En algún momento, siendo hincha del Real y del Junior, también fui hincha del Deportivo Cali. Un amigo caleño empezó poco a poco a meterme ideas raras en la cabeza y cuando vine a ver andaba en la Renoleta 9 de mi mamá con la bandera del Cali, pitando y cantando “Pachito Ehe”. La gente se nos quedaba viendo como bichos raros. Un taxista nos preguntó – Aja cuadro ¿y quién fue que ganó?, le respondí con un acento caleño bien trabajado – Mirá vé, ganó el Cali ois, estamos en la final de la Libertadores… El man nos bembio y siguió su camino. En la final, por culpa de Martin Zapata, a quien se le dio por cobrar el penalti a lo bruto, el Cali perdió a su más fervoroso y fugaz hincha. Aprovecho este instante para pedirle disculpas a mi amigo de infancia, ese que era del América, pues un par de veces lo “obligué” a que nos acompañara a las celebraciones del Cali. Ahora caigo en cuenta que el plan tenía que ser jartisimo para él. ¡Qué pena checho!

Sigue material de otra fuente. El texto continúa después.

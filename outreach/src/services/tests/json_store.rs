//! Tests for the JSON snapshot repository

use shared::{SlotId, SlotRef, SlotStatus};
use tempfile::TempDir;

use super::common::every_status_store;
use crate::error::OutreachError;
use crate::services::json_store::RealContactRepository;
use crate::state::ContactStore;
use crate::traits::ContactRepository;

fn repository_in(dir: &TempDir) -> RealContactRepository {
    RealContactRepository::new(dir.path().join("contacts.json"))
}

/// Every status survives a save and reload
#[tokio::test]
async fn test_round_trip_preserves_statuses() {
    let dir = TempDir::new().unwrap();
    let repository = repository_in(&dir);
    let store = every_status_store();

    repository.save(&store).await.unwrap();
    let reloaded = repository.load().await.unwrap();

    assert_eq!(reloaded, store);
    for status in SlotStatus::ALL {
        assert!(
            reloaded.slots().any(|(_, slot)| slot.status == status),
            "status {status} lost in round trip"
        );
    }
}

#[tokio::test]
async fn test_missing_store_is_reported() {
    let dir = TempDir::new().unwrap();
    let err = repository_in(&dir).load().await.unwrap_err();
    assert!(matches!(err, OutreachError::StoreNotFound { .. }));
}

#[tokio::test]
async fn test_garbage_store_is_corrupt() {
    let dir = TempDir::new().unwrap();
    let repository = repository_in(&dir);
    tokio::fs::write(repository.path(), b"{ not json").await.unwrap();

    let err = repository.load().await.unwrap_err();
    assert!(matches!(err, OutreachError::StoreCorrupt { .. }));
}

#[tokio::test]
async fn test_unknown_version_is_corrupt() {
    let dir = TempDir::new().unwrap();
    let repository = repository_in(&dir);
    let raw = r#"{"version": 99, "saved_at": "2026-01-01T10:00:00+00:00", "rows": []}"#;
    tokio::fs::write(repository.path(), raw).await.unwrap();

    let err = repository.load().await.unwrap_err();
    assert!(matches!(err, OutreachError::StoreCorrupt { ref message, .. } if message.contains("99")));
}

/// Saving replaces the snapshot wholesale and leaves no temp file behind
#[tokio::test]
async fn test_save_overwrites_without_leftovers() {
    let dir = TempDir::new().unwrap();
    let repository = repository_in(&dir);
    let mut store = every_status_store();
    repository.save(&store).await.unwrap();

    store
        .transition(SlotRef::new(1, SlotId::Hr2), SlotStatus::Sent)
        .unwrap();
    repository.save(&store).await.unwrap();

    let reloaded = repository.load().await.unwrap();
    assert_eq!(
        reloaded.slot(SlotRef::new(1, SlotId::Hr2)).unwrap().status,
        SlotStatus::Sent
    );

    let entries: Vec<_> = std::fs::read_dir(dir.path())
        .unwrap()
        .map(|e| e.unwrap().file_name().to_string_lossy().into_owned())
        .collect();
    assert_eq!(entries, vec!["contacts.json".to_string()]);
}

#[tokio::test]
async fn test_save_creates_parent_directories() {
    let dir = TempDir::new().unwrap();
    let repository = RealContactRepository::new(dir.path().join("state").join("contacts.json"));
    repository.save(&ContactStore::default()).await.unwrap();
    assert!(repository.exists().await);
}

#[tokio::test]
async fn test_create_refuses_to_overwrite_without_force() {
    let dir = TempDir::new().unwrap();
    let repository = repository_in(&dir);
    repository.create(&every_status_store(), false).await.unwrap();

    let err = repository
        .create(&ContactStore::default(), false)
        .await
        .unwrap_err();
    assert!(matches!(err, OutreachError::StoreExists { .. }));

    repository.create(&ContactStore::default(), true).await.unwrap();
    assert!(repository.load().await.unwrap().is_empty());
}
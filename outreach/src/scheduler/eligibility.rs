//! Eligibility scanning
//!
//! A scan classifies every slot read-only first, then applies the resulting
//! status changes through explicit store transitions.

use rand::seq::SliceRandom;
use rand::Rng;
use shared::{HrSlot, SlotRef, SlotStatus};

use crate::error::OutreachResult;
use crate::state::ContactStore;

/// Audit detail recorded for slots without a usable address
pub const BLANK_EMAIL_DETAIL: &str = "email blank or 0";

/// What a scan decided for one slot
#[derive(Debug, Clone, Copy, PartialEq, Eq)]
enum Verdict {
    /// Terminal already, nothing to do
    Settled,
    /// No usable email, becomes `NotApplicable`
    Ineligible,
    /// Sendable as is
    Eligible,
    /// Sendable after re-arming `Failed` to `Pending`
    Rearm,
}

fn classify(slot: &HrSlot) -> Verdict {
    if slot.status.is_terminal() {
        Verdict::Settled
    } else if !slot.has_usable_email() {
        Verdict::Ineligible
    } else if slot.status == SlotStatus::Failed {
        Verdict::Rearm
    } else {
        Verdict::Eligible
    }
}

/// Result of one eligibility scan
#[derive(Debug, Clone, Default, PartialEq, Eq)]
pub struct EligibilityScan {
    /// Sendable slots in uniformly shuffled order
    pub pool: Vec<SlotRef>,
    /// Slots this scan moved to `NotApplicable`
    pub newly_not_applicable: Vec<SlotRef>,
    /// `Failed` slots this scan moved back to `Pending`
    pub rearmed: Vec<SlotRef>,
}

impl EligibilityScan {
    /// Whether the scan changed the store and a snapshot flush is due
    pub fn changed_store(&self) -> bool {
        !self.newly_not_applicable.is_empty() || !self.rearmed.is_empty()
    }
}

/// Scan the store for sendable slots
///
/// Blank or `"0"` emails on non-terminal slots are marked `NotApplicable`,
/// eligible `Failed` slots are re-armed to `Pending`, and the pool holds
/// every slot with a usable email and a non-terminal status.
pub fn select_eligible<G: Rng + ?Sized>(
    store: &mut ContactStore,
    rng: &mut G,
) -> OutreachResult<EligibilityScan> {
    let verdicts: Vec<(SlotRef, Verdict)> = store
        .slots()
        .map(|(slot_ref, slot)| (slot_ref, classify(slot)))
        .collect();

    let mut scan = EligibilityScan::default();
    for (slot_ref, verdict) in verdicts {
        match verdict {
            Verdict::Settled => {}
            Verdict::Ineligible => {
                store.transition(slot_ref, SlotStatus::NotApplicable)?;
                scan.newly_not_applicable.push(slot_ref);
            }
            Verdict::Rearm => {
                store.transition(slot_ref, SlotStatus::Pending)?;
                scan.rearmed.push(slot_ref);
                scan.pool.push(slot_ref);
            }
            Verdict::Eligible => scan.pool.push(slot_ref),
        }
    }

    scan.pool.shuffle(rng);
    Ok(scan)
}

#[cfg(test)]
mod tests {
    use super::*;
    use rand::rngs::StdRng;
    use rand::SeedableRng;
    use shared::{ContactRow, SlotId};
    use std::collections::HashSet;

    fn hr(email: &str, status: SlotStatus) -> HrSlot {
        HrSlot::new(None, Some(email.to_string()), status)
    }

    fn mixed_store() -> ContactStore {
        ContactStore::new(vec![
            ContactRow::new(
                "Acme",
                [
                    hr("hr@acme.com", SlotStatus::Unset),
                    hr("0", SlotStatus::Unset),
                    hr("", SlotStatus::Pending),
                ],
            ),
            ContactRow::new(
                "Globex",
                [
                    hr("a@globex.com", SlotStatus::Failed),
                    hr("b@globex.com", SlotStatus::Sent),
                    hr("c@globex.com", SlotStatus::NotApplicable),
                ],
            ),
        ])
    }

    #[test]
    fn test_blank_and_zero_emails_become_not_applicable() {
        let mut store = mixed_store();
        let mut rng = StdRng::seed_from_u64(1);
        let scan = select_eligible(&mut store, &mut rng).unwrap();

        assert_eq!(
            scan.newly_not_applicable,
            vec![SlotRef::new(0, SlotId::Hr2), SlotRef::new(0, SlotId::Hr3)]
        );
        for slot_ref in &scan.newly_not_applicable {
            assert_eq!(store.slot(*slot_ref).unwrap().status, SlotStatus::NotApplicable);
        }
    }

    #[test]
    fn test_failed_slots_are_rearmed_and_pooled() {
        let mut store = mixed_store();
        let mut rng = StdRng::seed_from_u64(2);
        let scan = select_eligible(&mut store, &mut rng).unwrap();

        let failed = SlotRef::new(1, SlotId::Hr1);
        assert_eq!(scan.rearmed, vec![failed]);
        assert!(scan.pool.contains(&failed));
        assert_eq!(store.slot(failed).unwrap().status, SlotStatus::Pending);
        assert!(scan.changed_store());
    }

    #[test]
    fn test_pool_matches_sendable_slots_exactly() {
        let mut store = mixed_store();
        let mut rng = StdRng::seed_from_u64(3);
        let scan = select_eligible(&mut store, &mut rng).unwrap();

        let pool: HashSet<SlotRef> = scan.pool.iter().copied().collect();
        assert_eq!(pool.len(), scan.pool.len(), "pool must not contain duplicates");
        let expected: HashSet<SlotRef> =
            [SlotRef::new(0, SlotId::Hr1), SlotRef::new(1, SlotId::Hr1)].into_iter().collect();
        assert_eq!(pool, expected);
    }

    #[test]
    fn test_terminal_slots_are_left_alone() {
        let mut store = mixed_store();
        let mut rng = StdRng::seed_from_u64(4);
        select_eligible(&mut store, &mut rng).unwrap();

        assert_eq!(store.slot(SlotRef::new(1, SlotId::Hr2)).unwrap().status, SlotStatus::Sent);
        assert_eq!(
            store.slot(SlotRef::new(1, SlotId::Hr3)).unwrap().status,
            SlotStatus::NotApplicable
        );
    }

    #[test]
    fn test_second_scan_changes_nothing() {
        let mut store = mixed_store();
        let mut rng = StdRng::seed_from_u64(5);
        select_eligible(&mut store, &mut rng).unwrap();
        let rescan = select_eligible(&mut store, &mut rng).unwrap();

        assert!(!rescan.changed_store());
        assert_eq!(rescan.pool.len(), 2);
    }

    #[test]
    fn test_shuffle_covers_every_order() {
        let mut seen = HashSet::new();
        let mut rng = StdRng::seed_from_u64(6);
        for _ in 0..200 {
            let mut store = ContactStore::new(vec![ContactRow::new(
                "Initech",
                [
                    hr("a@initech.com", SlotStatus::Unset),
                    hr("b@initech.com", SlotStatus::Unset),
                    hr("c@initech.com", SlotStatus::Unset),
                ],
            )]);
            let scan = select_eligible(&mut store, &mut rng).unwrap();
            seen.insert(scan.pool);
        }
        assert_eq!(seen.len(), 6, "all 3! orders should appear");
    }
}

Sufrí y celebré con el blanco blanco en el 2004. Ahí, otra vez, me volví hincha de otro equipo. Ese triunfo lo disfruté con “el ernie”, un amigo “joperista” (cartagenero hincha del Nacional), que como era de esperase, ese día también vistió su corazón de blanco blanco. Claro que también fui hincha de Boca Juniors, haciendo la claridad que esto solo fue cierto siempre que no se le cruzara a cualquier equipo colombiano en la Libertadores. En realidad, los cartageneros nos volvemos hinchas que cualquier equipo de Colombia que vaya a jugar afuera. Rescato que por lo menos le somos fieles a la patria.

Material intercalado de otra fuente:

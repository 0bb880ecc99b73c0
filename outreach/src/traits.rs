//! Trait definitions with mockall annotations for testing
//!
//! Every collaborator the campaign talks to sits behind one of these traits:
//! the contact repository, the audit sink, the mail transport, the message
//! composer and the clock. Production implementations live in `services`,
//! tests inject mocks or in-memory fakes.

use async_trait::async_trait;
use chrono::{DateTime, Local};
use shared::{AuditEntry, ContactIdentity, DeliveryMode};
use std::fmt;
use std::time::Duration;

use crate::error::OutreachResult;
use crate::state::ContactStore;

/// Error reported by the mail transport for one message
#[derive(Debug, Clone, PartialEq, Eq)]
pub struct TransportFailure {
    pub reason: String,
}

impl TransportFailure {
    pub fn new(reason: impl Into<String>) -> Self {
        Self {
            reason: reason.into(),
        }
    }
}

impl fmt::Display for TransportFailure {
    fn fmt(&self, f: &mut fmt::Formatter<'_>) -> fmt::Result {
        write!(f, "{}", self.reason)
    }
}

/// Sender shown in the `From` header
#[derive(Debug, Clone, PartialEq, Eq)]
pub struct SenderIdentity {
    pub address: String,
    pub display_name: Option<String>,
}

/// File attached to an outgoing mail
#[derive(Debug, Clone, PartialEq, Eq)]
pub struct MailAttachment {
    pub filename: String,
    pub content_type: String,
    pub bytes: Vec<u8>,
}

/// Subject, body and optional attachment produced by the composer
#[derive(Debug, Clone, PartialEq, Eq)]
pub struct ComposedMessage {
    pub subject: String,
    pub body: String,
    pub attachment: Option<MailAttachment>,
    /// Mode actually used; may differ from the requested one after a fallback
    pub mode: DeliveryMode,
}

/// A mail ready for the transport
#[derive(Debug, Clone, PartialEq, Eq)]
pub struct OutgoingMail {
    pub from: SenderIdentity,
    pub to: String,
    pub subject: String,
    pub body: String,
    pub attachment: Option<MailAttachment>,
}

impl OutgoingMail {
    pub fn new(from: SenderIdentity, to: impl Into<String>, message: ComposedMessage) -> Self {
        Self {
            from,
            to: to.into(),
            subject: message.subject,
            body: message.body,
            attachment: message.attachment,
        }
    }

    /// Plain-text mail without attachment, used for operator notifications
    pub fn plain(
        from: SenderIdentity,
        to: impl Into<String>,
        subject: impl Into<String>,
        body: impl Into<String>,
    ) -> Self {
        Self {
            from,
            to: to.into(),
            subject: subject.into(),
            body: body.into(),
            attachment: None,
        }
    }
}

/// Durable snapshot of the contact store
///
/// `save` replaces the whole snapshot; a reader after a successful save sees
/// exactly that state and never a partially written one.
#[mockall::automock]
#[async_trait]
pub trait ContactRepository: Send + Sync {
    /// Load the store at run start
    async fn load(&self) -> OutreachResult<ContactStore>;

    /// Overwrite the snapshot with the current in-memory state
    async fn save(&self, store: &ContactStore) -> OutreachResult<()>;
}

/// Append-only audit log of send attempts
#[mockall::automock]
#[async_trait]
pub trait AuditSink: Send + Sync {
    /// Append one entry, creating the log on first write
    async fn append(&self, entry: &AuditEntry) -> OutreachResult<()>;
}

/// Outbound mail boundary
///
/// One call sends one message once. No retries happen behind this trait.
#[mockall::automock]
#[async_trait]
pub trait MailTransport: Send + Sync {
    async fn send(&self, mail: &OutgoingMail) -> Result<(), TransportFailure>;
}

/// Builds the subject, body and attachment for one contact
#[mockall::automock]
#[async_trait]
pub trait MessageComposer: Send + Sync {
    /// Compose a message for `contact`, preferring `mode`
    async fn compose(
        &self,
        contact: &ContactIdentity,
        mode: DeliveryMode,
    ) -> OutreachResult<ComposedMessage>;
}

/// Wall clock and the pacing sleep
#[mockall::automock]
#[async_trait]
pub trait Clock: Send + Sync {
    fn now(&self) -> DateTime<Local>;

    async fn sleep(&self, duration: Duration);
}
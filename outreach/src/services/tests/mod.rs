//! Service-specific tests
//!
//! Each service has its own test file. Filesystem tests work inside a
//! `tempfile` directory so they never touch the working tree.

mod json_store;

// Common test utilities for services
pub mod common {
    use shared::{ContactIdentity, ContactRow, HrSlot, SlotId, SlotStatus};

    use crate::state::ContactStore;

    pub fn hr(name: Option<&str>, email: &str, status: SlotStatus) -> HrSlot {
        HrSlot::new(name.map(str::to_string), Some(email.to_string()), status)
    }

    /// One row covering every status
    pub fn every_status_store() -> ContactStore {
        ContactStore::new(vec![
            ContactRow::new(
                "Acme Corp",
                [
                    hr(Some("Dana"), "dana@acme.com", SlotStatus::Sent),
                    hr(None, "ops@acme.com", SlotStatus::Failed),
                    hr(None, "0", SlotStatus::NotApplicable),
                ],
            ),
            ContactRow::new(
                "Globex",
                [
                    hr(Some("Hank"), "hank@globex.com", SlotStatus::Pending),
                    hr(None, "jobs@globex.com", SlotStatus::Unset),
                    HrSlot::default(),
                ],
            ),
        ])
    }

    pub fn contact(company: &str, hr_name: Option<&str>) -> ContactIdentity {
        ContactIdentity {
            company: company.to_string(),
            slot: SlotId::Hr1,
            hr_name: hr_name.map(str::to_string),
            hr_email: "hr@example.com".to_string(),
        }
    }
}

Ya que lo menciono, también tenemos la prodigiosa capacidad de compartir nuestro corazón con clubes extranjeros, especialmente de Europa. ¿Qué tal con el Barcelona de Guardiola? Había más catalanes en Cartagena que en Catalunya, lo que naturalmente hizo que aparecieran cartageneros más madridistas que el Generalísimo Franco. Ahí estamos pintaos, aunque de esta si hago una salvedad, yo si era hincha del Barça desde hacía ya un tiempo, digamos que desde el Barça de Rivaldo, Kluivert, Cocu, de los hermanos De Boer y otros holandeses. Bueno, eso fue un poco después de haber dejado de ser hincha del Manchester United que me robó el corazón en dos minutos en la final de la Champions frente al Múnich.

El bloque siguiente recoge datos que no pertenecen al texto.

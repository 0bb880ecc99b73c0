//! Service implementations
//!
//! Production implementations of the collaborator traits. These handle the
//! actual file, mail and clock I/O.

pub mod audit_log;
pub mod clock;
pub mod json_store;
pub mod smtp;
pub mod spreadsheet;
pub mod templates;

#[cfg(test)]
mod tests;

pub use audit_log::RealAuditLog;
pub use clock::SystemClock;
pub use json_store::RealContactRepository;
pub use smtp::SmtpMailTransport;
pub use templates::TemplateComposer;
//! Test fixtures and data for campaign tests

use chrono::{DateTime, Local, TimeZone};
use outreach::ContactStore;
use shared::{ContactRow, HrSlot, SlotStatus};

/// Standard test data and fixtures
pub struct TestFixtures;

impl TestFixtures {
    pub const SENDER_EMAIL: &'static str = "student@college.edu";
    pub const SUMMARY_EMAIL: &'static str = "ops@college.edu";
    pub const RESUME_LINK: &'static str = "https://drive.example/resume";

    /// Environment every test campaign starts from
    pub fn base_env() -> Vec<(&'static str, &'static str)> {
        vec![
            ("SENDER_EMAIL", Self::SENDER_EMAIL),
            ("SENDER_PASSWORD", "app-password"),
            ("DRIVE_RESUME_LINK", Self::RESUME_LINK),
            ("RESUME_PDF_PATH", "/nonexistent/outreach/Resume.pdf"),
            ("SESSION_DURATIONS_MIN", "120"),
            ("PER_SESSION_MIN", "1"),
            ("PER_SESSION_MAX", "1"),
        ]
    }

    /// Fixed Tuesday morning the virtual clock starts at
    pub fn start_time() -> DateTime<Local> {
        Local
            .with_ymd_and_hms(2026, 3, 10, 9, 0, 0)
            .earliest()
            .expect("valid local time")
    }

    pub fn hr(email: &str, status: SlotStatus) -> HrSlot {
        HrSlot::new(None, Some(email.to_string()), status)
    }

    pub fn named_hr(name: &str, email: &str) -> HrSlot {
        HrSlot::new(Some(name.to_string()), Some(email.to_string()), SlotStatus::Unset)
    }

    /// Two companies: A with one usable address, `"0"` and a blank; B fully staffed
    pub fn two_by_three() -> ContactStore {
        ContactStore::new(vec![
            ContactRow::new(
                "A Corp",
                [
                    Self::hr("hr@a.com", SlotStatus::Unset),
                    Self::hr("0", SlotStatus::Unset),
                    HrSlot::default(),
                ],
            ),
            ContactRow::new(
                "B Corp",
                [
                    Self::hr("one@b.com", SlotStatus::Unset),
                    Self::hr("two@b.com", SlotStatus::Unset),
                    Self::hr("three@b.com", SlotStatus::Unset),
                ],
            ),
        ])
    }

    /// One company with three reachable contacts
    pub fn three_contacts() -> ContactStore {
        ContactStore::new(vec![ContactRow::new(
            "Initech",
            [
                Self::named_hr("Peter", "peter@initech.com"),
                Self::named_hr("Samir", "samir@initech.com"),
                Self::hr("jobs@initech.com", SlotStatus::Unset),
            ],
        )])
    }

    /// `rows` companies with three reachable contacts each
    pub fn many_contacts(rows: usize) -> ContactStore {
        ContactStore::new(
            (0..rows)
                .map(|i| {
                    ContactRow::new(
                        format!("Company {i}"),
                        [
                            Self::hr(&format!("a{i}@example.com"), SlotStatus::Unset),
                            Self::hr(&format!("b{i}@example.com"), SlotStatus::Unset),
                            Self::hr(&format!("c{i}@example.com"), SlotStatus::Unset),
                        ],
                    )
                })
                .collect(),
        )
    }

    pub fn all_not_applicable() -> ContactStore {
        let na = HrSlot::new(None, None, SlotStatus::NotApplicable);
        ContactStore::new(vec![
            ContactRow::new("Hooli", [na.clone(), na.clone(), na.clone()]),
            ContactRow::new("Pied Piper", [na.clone(), na.clone(), na]),
        ])
    }
}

En Italia fui hincha del Parma por lo del “Tino” Asprilla y lo hubiera sido del Atalanta, si Valenciano se hubiera adaptado a que no vendían fritos a las afueras del estadio. Terminé siendo hincha del AC Milán, más porque así se llamaba el equipo donde jugaba en la universidad que por otra cosa.

…en fin, esa es nuestra realidad, es así como los cartageneros vivimos el fútbol, teniendo “amores” intensos y esporádicos con diferentes equipos de todas partes del mundo y comiendo en casa sólo cuando nos conviene…

Un último mensaje : Señora, usted “tranquis”, que ya con la cachera que le metemos al Real Cartagena tenemos suficiente. Eso sí, si su marido es de Cartagena, le gusta el fútbol y es  única y exclusivamente hincha del Real Cartagena, ¡preocúpese!